NEW YORK — Loehmann’s Inc. reported huge second-quarter losses in a filing with the Securities and Exchange Commission and said there is “substantial doubt” about continuing as an ongoing concern.
The retailer, which filed for Chapter 11 bankruptcy court protection on May 17, cited recurring operating losses and negative operating cash flow.
Confirmation of a reorganization plan depends on getting exit financing and generating sufficient cash to meet operational and financing requirements, the company said.

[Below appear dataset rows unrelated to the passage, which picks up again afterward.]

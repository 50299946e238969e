//! Per-language localizers and the localization request types

use crate::bundle::MessageBundle;
use crate::error::LocalizeError;
use fluent_bundle::{FluentArgs, FluentValue};
use std::collections::HashMap;
use std::sync::Arc;
use tracing::debug;
use unic_langid::LanguageIdentifier;

/// Name of the argument carrying the plural count
pub const PLURAL_COUNT_ARG: &str = "count";

/// A localization request with template data and a plural count
#[derive(Debug, Clone, Default)]
pub struct LocalizeConfig {
    /// ID of the message to format
    pub message_id: String,
    /// Values for the placeables of the message (`{ $name }`)
    pub template_data: HashMap<String, FluentValue<'static>>,
    /// Count used to select a plural form, passed as `$count`
    pub plural_count: Option<FluentValue<'static>>,
}

impl LocalizeConfig {
    pub fn new(message_id: impl Into<String>) -> Self {
        Self {
            message_id: message_id.into(),
            ..Self::default()
        }
    }

    /// Add one template value
    pub fn with_data(
        mut self,
        key: impl Into<String>,
        value: impl Into<FluentValue<'static>>,
    ) -> Self {
        self.template_data.insert(key.into(), value.into());
        self
    }

    /// Set the plural count
    pub fn with_plural_count(mut self, count: impl Into<FluentValue<'static>>) -> Self {
        self.plural_count = Some(count.into());
        self
    }

    /// Fluent arguments for this request, `None` when there are none.
    ///
    /// A `count` entry in the template data takes precedence over the
    /// plural count.
    pub fn to_fluent_args(&self) -> Option<FluentArgs<'static>> {
        if self.template_data.is_empty() && self.plural_count.is_none() {
            return None;
        }

        let mut args = FluentArgs::with_capacity(self.template_data.len() + 1);
        for (key, value) in &self.template_data {
            args.set(key.clone(), value.clone());
        }
        if let Some(count) = &self.plural_count {
            if !self.template_data.contains_key(PLURAL_COUNT_ARG) {
                args.set(PLURAL_COUNT_ARG, count.clone());
            }
        }
        Some(args)
    }
}

/// What to localize: a bare message ID or a full [`LocalizeConfig`]
#[derive(Debug, Clone)]
pub enum MessageRequest {
    Id(String),
    Config(LocalizeConfig),
}

impl MessageRequest {
    pub fn message_id(&self) -> &str {
        match self {
            Self::Id(id) => id,
            Self::Config(config) => &config.message_id,
        }
    }

    fn fluent_args(&self) -> Option<FluentArgs<'static>> {
        match self {
            Self::Id(_) => None,
            Self::Config(config) => config.to_fluent_args(),
        }
    }
}

impl From<&str> for MessageRequest {
    fn from(id: &str) -> Self {
        Self::Id(id.to_string())
    }
}

impl From<String> for MessageRequest {
    fn from(id: String) -> Self {
        Self::Id(id)
    }
}

impl From<LocalizeConfig> for MessageRequest {
    fn from(config: LocalizeConfig) -> Self {
        Self::Config(config)
    }
}

impl From<&LocalizeConfig> for MessageRequest {
    fn from(config: &LocalizeConfig) -> Self {
        Self::Config(config.clone())
    }
}

/// Build a [`LocalizeConfig`] from a message ID and template data.
///
/// ```
/// use polyglot_i18n::localize_config;
///
/// let config = localize_config!("welcomeWithName", "name" => "alex");
/// assert_eq!(config.message_id, "welcomeWithName");
/// ```
#[macro_export]
macro_rules! localize_config {
    ($id:expr) => {
        $crate::LocalizeConfig::new($id)
    };
    ($id:expr, $($key:expr => $value:expr),+ $(,)?) => {{
        let config = $crate::LocalizeConfig::new($id);
        $(
            let config = config.with_data($key, $value);
        )+
        config
    }};
}

/// Localizes messages for one language, falling back to the bundle's
/// default language for messages the language does not define
#[derive(Debug, Clone)]
pub struct Localizer {
    language: LanguageIdentifier,
    bundle: Arc<MessageBundle>,
}

impl Localizer {
    pub fn new(bundle: Arc<MessageBundle>, language: LanguageIdentifier) -> Self {
        Self { language, bundle }
    }

    pub fn language(&self) -> &LanguageIdentifier {
        &self.language
    }

    pub fn bundle(&self) -> &Arc<MessageBundle> {
        &self.bundle
    }

    /// Format the requested message
    pub fn localize(&self, request: &MessageRequest) -> Result<String, LocalizeError> {
        let id = request.message_id();
        if id.is_empty() {
            return Err(LocalizeError::InvalidRequest(
                "message id must not be empty".to_string(),
            ));
        }

        let args = request.fluent_args();

        if self.bundle.has_message(&self.language, id) {
            return self.bundle.format_message(&self.language, id, args.as_ref());
        }

        let default_language = self.bundle.default_language();
        if default_language != &self.language && self.bundle.has_message(default_language, id) {
            debug!(
                "Message '{}' missing in {}, using default language {}",
                id, self.language, default_language
            );
            return self
                .bundle
                .format_message(default_language, id, args.as_ref());
        }

        Err(LocalizeError::MessageNotFound {
            id: id.to_string(),
            language: self.language.to_string(),
        })
    }
}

The net loss was $31.9 million, which included reorganization costs of $21.1 million and taxes of $28,000 for the second quarter ended July 31, compared to last year’s $2.2 million loss, which included a $560,000 extraordinary loss on the extinguishment of debt. Excluding reorganization costs and taxes, the loss would have been $10.8 million compared to last year’s $1.5 million.
Sales fell 7.3 percent to $90 million from $97.1 million. Comp-store sales dropped 7.7 percent. Gross profit fell to 25.8 percent, or $23.2 million, from last year’s 32.3 percent, or $31.3 million. Loehmann’s attributed part of the drop to a $6.1 million charge for liquidating inventory.
Loehmann’s had a $35.7 million net loss for the six months ended July 31, including $21.1 million in reorganization costs and $66,000 in taxes. Sales dropped 4.4 percent to $198.2 million; comps decreased by 4.5 percent.